Extracted entries:

****************

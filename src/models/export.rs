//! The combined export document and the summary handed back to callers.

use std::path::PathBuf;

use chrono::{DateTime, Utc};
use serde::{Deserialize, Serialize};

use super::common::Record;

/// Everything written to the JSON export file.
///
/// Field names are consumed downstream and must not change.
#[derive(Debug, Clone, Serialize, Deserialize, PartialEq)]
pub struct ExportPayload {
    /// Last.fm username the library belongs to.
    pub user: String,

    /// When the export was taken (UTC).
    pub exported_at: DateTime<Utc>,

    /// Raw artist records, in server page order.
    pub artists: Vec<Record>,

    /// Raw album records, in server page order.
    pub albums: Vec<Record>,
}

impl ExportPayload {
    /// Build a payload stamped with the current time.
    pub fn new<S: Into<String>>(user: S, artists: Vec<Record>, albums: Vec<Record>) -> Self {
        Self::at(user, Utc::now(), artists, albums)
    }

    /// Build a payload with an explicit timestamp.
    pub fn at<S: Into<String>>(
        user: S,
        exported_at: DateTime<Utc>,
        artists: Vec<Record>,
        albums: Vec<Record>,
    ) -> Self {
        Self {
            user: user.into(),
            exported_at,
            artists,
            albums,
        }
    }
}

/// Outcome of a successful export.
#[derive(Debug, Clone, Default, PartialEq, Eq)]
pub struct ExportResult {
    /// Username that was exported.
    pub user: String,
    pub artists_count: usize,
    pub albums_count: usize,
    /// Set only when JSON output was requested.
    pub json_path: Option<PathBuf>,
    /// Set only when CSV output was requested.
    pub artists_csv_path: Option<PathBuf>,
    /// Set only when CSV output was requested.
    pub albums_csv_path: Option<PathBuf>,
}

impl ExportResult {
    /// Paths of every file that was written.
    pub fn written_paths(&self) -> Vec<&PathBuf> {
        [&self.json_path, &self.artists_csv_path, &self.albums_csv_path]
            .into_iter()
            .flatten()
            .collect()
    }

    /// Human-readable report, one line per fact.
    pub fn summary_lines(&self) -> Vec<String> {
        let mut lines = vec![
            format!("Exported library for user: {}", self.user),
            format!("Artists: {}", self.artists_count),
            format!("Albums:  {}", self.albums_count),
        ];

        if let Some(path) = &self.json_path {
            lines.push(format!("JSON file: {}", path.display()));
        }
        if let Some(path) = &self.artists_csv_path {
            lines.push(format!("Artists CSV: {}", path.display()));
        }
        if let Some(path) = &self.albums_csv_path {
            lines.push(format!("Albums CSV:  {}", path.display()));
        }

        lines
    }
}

****************

Task item: Copy out every line from the records that has the word "display".

Result:
            lines.push(format!("JSON file: {}", path.display()));
            lines.push(format!("Artists CSV: {}", path.display()));
            lines.push(format!("Albums CSV:  {}", path.display()));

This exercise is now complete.